Peu importe en réalité dans les faits le débat de savoir si cette femme anonyme dans l'évangile de Luc est bien Marie de Magdala dite Marie-Madeleine. La Tradition de l'Église, telle qu'elle s'exprime encore au XIVe siècle va dans ce sens. L'Église de Rome a identifié cette femme avec Marie de Béthanie jusqu'au Concile de Vatican II en 1965. Peu importe ces choses car nous reste la leçon de Jésus. Celle qu'il donne à Simon et d'une certaine manière à chacun d'entre nous qui pouvons être si prompts à juger et à réduire les personnes à une seule facette de leur identité, ou à les enfermer dans les mauvaises voix qui sont les leurs aujourd'hui.

Et cette leçon est résumée dans cette courte parabole « un créancier avait deux débiteurs dont la dette était différente, aucun d'entre eux n'ayant de quoi payer, il fit grâce à tous les deux, lequel l'aimera le plus ? » La réponse est évidente pour Simon comme pour nous, celui à qui il aura été remis la plus forte somme.

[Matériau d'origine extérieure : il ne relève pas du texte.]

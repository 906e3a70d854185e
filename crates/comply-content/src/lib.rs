//! Structured content for the Comply console: block model, parser,
//! collapsible section state and terminal rendering.

pub mod block;
pub mod collapsible;
pub mod highlight;
pub mod parser;
pub mod render;
pub mod theme;

pub use block::{
    CodeBlock, CollapsibleBlock, ContentBlock, DiffBlock, ListBlock, ListItem, ProgressBlock,
    SeparatorBlock, TableBlock, TextBlock, TreeBlock, TreeNode,
};
pub use collapsible::{
    CollapsibleError, CollapsibleManager, CollapsibleState, HistoryPreferences, Navigation,
    SectionInfo, StateSnapshot,
};
pub use highlight::{Highlighter, PlainHighlighter};
pub use parser::ContentParser;
pub use render::{ContentRenderer, RenderOptions, RenderedContent};
pub use theme::{Style, Theme, ThemeError};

Si la repentance de la femme anonyme est efficace, ce n'est pas à cause de sa foi. Il y a là en effet un contre-sens qu'il faut absolument éviter. Certains, dont Ludolphe de Saxe tirent de la dernière parole du Christ à la femme « Ta foi t'a sauvé, va en paix » la conclusion que c'est la foi de la femme qui est le moyen du salut. Or Jésus dans son histoire associe clairement Simon et la femme, certes les péchés de Simon sont moins évidents que ceux de la femme mais il n'en est pas moins dans la même situation d'une nécessaire repentance. En faisant le parallèle entre ces deux débiteurs qui, tout deux sont dans l'impossibilité de régler leur dette, d'une part et Simon et la femme d'autre part, Jésus veut dire que Simon, comme la femme, est dans l'impossibilité d'obtenir son salut par ses œuvres, ses mérites, ses actions. De son point de vue, il est parfaitement juste, puisqu'il accomplit tous les rites prescrits par la Loi. Il est donc, dans son esprit, à l'abri de la colère divine et parfaitement justifié et sauvé.

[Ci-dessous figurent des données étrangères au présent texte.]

//! Named semantic styles.
//!
//! Renderers ask for a style by name (`"error"`, `"diff_added"`, ...) and
//! never pick colors themselves. A plain theme leaves text untouched.

use std::collections::BTreeMap;

use colored::{Color, Colorize};
use serde::{Deserialize, Serialize};
use thiserror::Error;

#[derive(Error, Debug)]
pub enum ThemeError {
    #[error("Failed to parse theme: {0}")]
    Parse(#[from] toml::de::Error),
}

#[derive(Debug, Clone, Default, PartialEq, Eq, Serialize, Deserialize)]
#[serde(default)]
pub struct Style {
    /// Any color name `colored` understands, e.g. `"bright blue"`.
    pub fg: Option<String>,
    pub bold: bool,
    pub italic: bool,
    pub dim: bool,
    pub underline: bool,
}

impl Style {
    pub fn fg(color: impl Into<String>) -> Self {
        Self {
            fg: Some(color.into()),
            ..Self::default()
        }
    }

    pub fn bold(mut self) -> Self {
        self.bold = true;
        self
    }

    pub fn italic(mut self) -> Self {
        self.italic = true;
        self
    }

    pub fn dim(mut self) -> Self {
        self.dim = true;
        self
    }

    pub fn underline(mut self) -> Self {
        self.underline = true;
        self
    }

    pub fn paint(&self, text: &str) -> String {
        let mut styled = text.normal();
        // unknown color names are ignored
        if let Some(color) = self.fg.as_deref().and_then(|name| name.parse::<Color>().ok()) {
            styled = styled.color(color);
        }
        if self.bold {
            styled = styled.bold();
        }
        if self.italic {
            styled = styled.italic();
        }
        if self.dim {
            styled = styled.dimmed();
        }
        if self.underline {
            styled = styled.underline();
        }
        styled.to_string()
    }
}

#[derive(Debug, Clone, PartialEq, Eq, Serialize, Deserialize)]
pub struct Theme {
    pub name: String,
    #[serde(default)]
    pub plain: bool,
    #[serde(default)]
    pub styles: BTreeMap<String, Style>,
}

impl Theme {
    pub const STYLE_NAMES: [&'static str; 14] = [
        "error",
        "warning",
        "info",
        "muted",
        "header",
        "status_success",
        "status_error",
        "status_warning",
        "status_info",
        "diff_added",
        "diff_removed",
        "diff_hunk",
        "code",
        "focused",
    ];

    /// No escape codes at all.
    pub fn plain() -> Self {
        Self {
            name: "plain".to_string(),
            plain: true,
            styles: BTreeMap::new(),
        }
    }

    pub fn default_dark() -> Self {
        let styles = [
            ("error", Style::fg("bright red").bold()),
            ("warning", Style::fg("yellow")),
            ("info", Style::fg("bright blue")),
            ("muted", Style::fg("bright black").dim()),
            ("header", Style::fg("bright cyan").bold()),
            ("status_success", Style::fg("green")),
            ("status_error", Style::fg("red")),
            ("status_warning", Style::fg("yellow")),
            ("status_info", Style::fg("cyan")),
            ("diff_added", Style::fg("green")),
            ("diff_removed", Style::fg("red")),
            ("diff_hunk", Style::fg("magenta")),
            ("code", Style::fg("bright white")),
            ("focused", Style::fg("bright yellow").bold().underline()),
        ];

        Self {
            name: "dark".to_string(),
            plain: false,
            styles: styles
                .into_iter()
                .map(|(name, style)| (name.to_string(), style))
                .collect(),
        }
    }

    /// Parses a TOML theme. Styles it leaves out come from the dark theme.
    pub fn from_toml(content: &str) -> Result<Self, ThemeError> {
        let mut theme: Theme = toml::from_str(content)?;
        for (name, style) in Self::default_dark().styles {
            theme.styles.entry(name).or_insert(style);
        }
        Ok(theme)
    }

    pub fn style(&self, name: &str) -> Option<&Style> {
        self.styles.get(name)
    }

    /// Styles `text` with the named style; unknown names leave it as is.
    pub fn apply(&self, name: &str, text: &str) -> String {
        if self.plain {
            return text.to_string();
        }
        match self.styles.get(name) {
            Some(style) => style.paint(text),
            None => text.to_string(),
        }
    }
}

impl Default for Theme {
    fn default() -> Self {
        Self::default_dark()
    }
}

#[cfg(test)]
mod tests {
    use super::*;

    #[test]
    fn test_plain_theme_is_identity() {
        let theme = Theme::plain();
        for name in Theme::STYLE_NAMES {
            assert_eq!(theme.apply(name, "text"), "text");
        }
    }

    #[test]
    fn test_dark_theme_covers_all_names() {
        let theme = Theme::default_dark();
        for name in Theme::STYLE_NAMES {
            assert!(theme.style(name).is_some(), "missing style {name}");
        }
        assert_eq!(theme.apply("no_such_style", "text"), "text");
    }

    #[test]
    fn test_from_toml_fills_missing_styles() {
        let theme = Theme::from_toml(
            r#"
name = "custom"

[styles.error]
fg = "magenta"
underline = true
"#,
        )
        .unwrap();

        assert_eq!(theme.name, "custom");
        let error = theme.style("error").unwrap();
        assert_eq!(error.fg.as_deref(), Some("magenta"));
        assert!(error.underline);
        assert!(!error.bold);
        assert_eq!(theme.style("muted"), Theme::default_dark().style("muted"));
    }

    #[test]
    fn test_invalid_toml() {
        assert!(matches!(
            Theme::from_toml("name = ["),
            Err(ThemeError::Parse(_))
        ));
    }
}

Mais ce que Jésus déclare dans sa parabole, c'est rien de moins que cette insolvabilité des deux débiteurs et partant de toute l'humanité, Simon y compris. Et rien n'y fait, de même que les deux débiteurs de la parabole ne sont pour rien dans la décision du créancier de leur faire grâce de leur dette, ni Simon ni la femme anonyme n'y sont pour quelque chose dans leur salut. C'est à l'entière initiative du créancier, à l'entière initiative de Dieu, que les débiteurs voient la remise intégrale de leur dette et que Simon et la femme, et nous tous avec eux, sont pardonnés. Simon est tout autant sauvé que la femme, mais il ne le sait pas, n'en a pas conscience parce qu'à l'inverse de la femme il ne croit pas ce que dit Jésus.

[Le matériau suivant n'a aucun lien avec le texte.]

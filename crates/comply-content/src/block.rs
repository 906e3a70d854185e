//! Typed content model.
//!
//! Blocks are discriminated by their `type` field on the wire. Decoding goes
//! through [`crate::parser`], which owns the fallback rules for unknown or
//! malformed blocks.

use serde::{Deserialize, Deserializer};
use serde_json::Value;

use crate::parser;

/// One typed unit of structured response content.
#[derive(Debug, Clone, PartialEq)]
pub enum ContentBlock {
    Text(TextBlock),
    Code(CodeBlock),
    Table(TableBlock),
    Tree(TreeBlock),
    Diff(DiffBlock),
    Progress(ProgressBlock),
    Collapsible(CollapsibleBlock),
    List(ListBlock),
    Separator(SeparatorBlock),
}

impl ContentBlock {
    /// All `type` discriminators the parser recognizes.
    pub const KNOWN_TYPES: [&'static str; 9] = [
        "text",
        "code",
        "table",
        "tree",
        "diff",
        "progress",
        "collapsible",
        "list",
        "separator",
    ];

    pub fn text(content: impl Into<String>) -> Self {
        Self::Text(TextBlock {
            content: content.into(),
            style: None,
        })
    }

    pub fn type_name(&self) -> &'static str {
        match self {
            Self::Text(_) => "text",
            Self::Code(_) => "code",
            Self::Table(_) => "table",
            Self::Tree(_) => "tree",
            Self::Diff(_) => "diff",
            Self::Progress(_) => "progress",
            Self::Collapsible(_) => "collapsible",
            Self::List(_) => "list",
            Self::Separator(_) => "separator",
        }
    }
}

#[derive(Debug, Clone, Default, PartialEq, Deserialize)]
pub struct TextBlock {
    #[serde(default, alias = "text")]
    pub content: String,
    /// Semantic style name, looked up in the theme.
    #[serde(default)]
    pub style: Option<String>,
}

#[derive(Debug, Clone, Default, PartialEq, Deserialize)]
#[serde(rename_all = "camelCase")]
pub struct CodeBlock {
    #[serde(alias = "content")]
    pub code: String,
    #[serde(default)]
    pub language: Option<String>,
    /// Overrides the renderer's line number default when set.
    #[serde(default)]
    pub line_numbers: Option<bool>,
    #[serde(default)]
    pub title: Option<String>,
}

#[derive(Debug, Clone, Default, PartialEq, Deserialize)]
pub struct TableBlock {
    #[serde(default)]
    pub headers: Vec<String>,
    #[serde(default, deserialize_with = "table_rows")]
    pub rows: Vec<Vec<String>>,
    #[serde(default)]
    pub title: Option<String>,
}

#[derive(Debug, Clone, PartialEq, Deserialize)]
pub struct TreeBlock {
    pub root: TreeNode,
}

#[derive(Debug, Clone, Default, PartialEq, Deserialize)]
pub struct TreeNode {
    pub label: String,
    /// Children are only drawn when set.
    #[serde(default)]
    pub expanded: bool,
    #[serde(default)]
    pub children: Vec<TreeNode>,
}

#[derive(Debug, Clone, Default, PartialEq, Deserialize)]
pub struct DiffBlock {
    #[serde(alias = "diff")]
    pub content: String,
    #[serde(default)]
    pub file: Option<String>,
}

#[derive(Debug, Clone, Default, PartialEq, Deserialize)]
pub struct ProgressBlock {
    /// Percentage, 0-100.
    #[serde(alias = "progress")]
    pub value: f64,
    #[serde(default)]
    pub label: Option<String>,
    #[serde(default)]
    pub status: Option<String>,
}

/// A progressively-disclosed section.
#[derive(Debug, Clone, Default, PartialEq, Deserialize)]
pub struct CollapsibleBlock {
    #[serde(default)]
    pub id: Option<String>,
    pub title: String,
    #[serde(default, alias = "children", deserialize_with = "child_blocks")]
    pub content: Vec<ContentBlock>,
    /// Initial expansion, used the first time the section is seen.
    #[serde(default)]
    pub expanded: bool,
    /// Declared nesting level (0 = top level).
    #[serde(default)]
    pub level: Option<u32>,
}

#[derive(Debug, Clone, Default, PartialEq, Deserialize)]
pub struct ListBlock {
    #[serde(default)]
    pub items: Vec<ListItem>,
    #[serde(default)]
    pub ordered: bool,
}

/// A list entry; the wire form is either a bare string or `{text, children}`.
#[derive(Debug, Clone, Default, PartialEq, Deserialize)]
#[serde(from = "RawListItem")]
pub struct ListItem {
    pub text: String,
    pub children: Vec<ListItem>,
}

impl ListItem {
    pub fn new(text: impl Into<String>) -> Self {
        Self {
            text: text.into(),
            children: Vec::new(),
        }
    }
}

#[derive(Deserialize)]
#[serde(untagged)]
enum RawListItem {
    Plain(String),
    Nested {
        text: String,
        #[serde(default)]
        children: Vec<ListItem>,
    },
}

impl From<RawListItem> for ListItem {
    fn from(raw: RawListItem) -> Self {
        match raw {
            RawListItem::Plain(text) => Self::new(text),
            RawListItem::Nested { text, children } => Self { text, children },
        }
    }
}

#[derive(Debug, Clone, Default, PartialEq, Deserialize)]
pub struct SeparatorBlock {
    #[serde(default, rename = "char")]
    pub character: Option<String>,
    #[serde(default)]
    pub length: Option<usize>,
    #[serde(default)]
    pub label: Option<String>,
}

fn child_blocks<'de, D>(deserializer: D) -> Result<Vec<ContentBlock>, D::Error>
where
    D: Deserializer<'de>,
{
    let value = Value::deserialize(deserializer)?;
    Ok(parser::parse_value(&value))
}

/// Accepts any JSON scalar as a cell; null becomes an empty cell.
fn table_rows<'de, D>(deserializer: D) -> Result<Vec<Vec<String>>, D::Error>
where
    D: Deserializer<'de>,
{
    let rows = Vec::<Vec<Value>>::deserialize(deserializer)?;
    Ok(rows
        .into_iter()
        .map(|row| row.into_iter().map(cell_text).collect())
        .collect())
}

fn cell_text(value: Value) -> String {
    match value {
        Value::String(s) => s,
        Value::Null => String::new(),
        other => other.to_string(),
    }
}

« Tes péchés sont pardonnés », ce que dit Jésus à la femme anonyme est valable pour tout être humain parce que c'est Dieu qui en prends l'initiative. C'est en tout cas ainsi que l'apôtre Paul dont nous parlerons la semaine prochaine, avec là aussi une image..., a compris son message d'un salut universel. Et c'est cette compréhension qui permet à la femme anonyme de changer radicalement de vie et de devenir disciple de cet homme fondamentalement bon qui aura su voir en elle autre chose que tous les autres hommes, qu'elle ne sera plus anonyme.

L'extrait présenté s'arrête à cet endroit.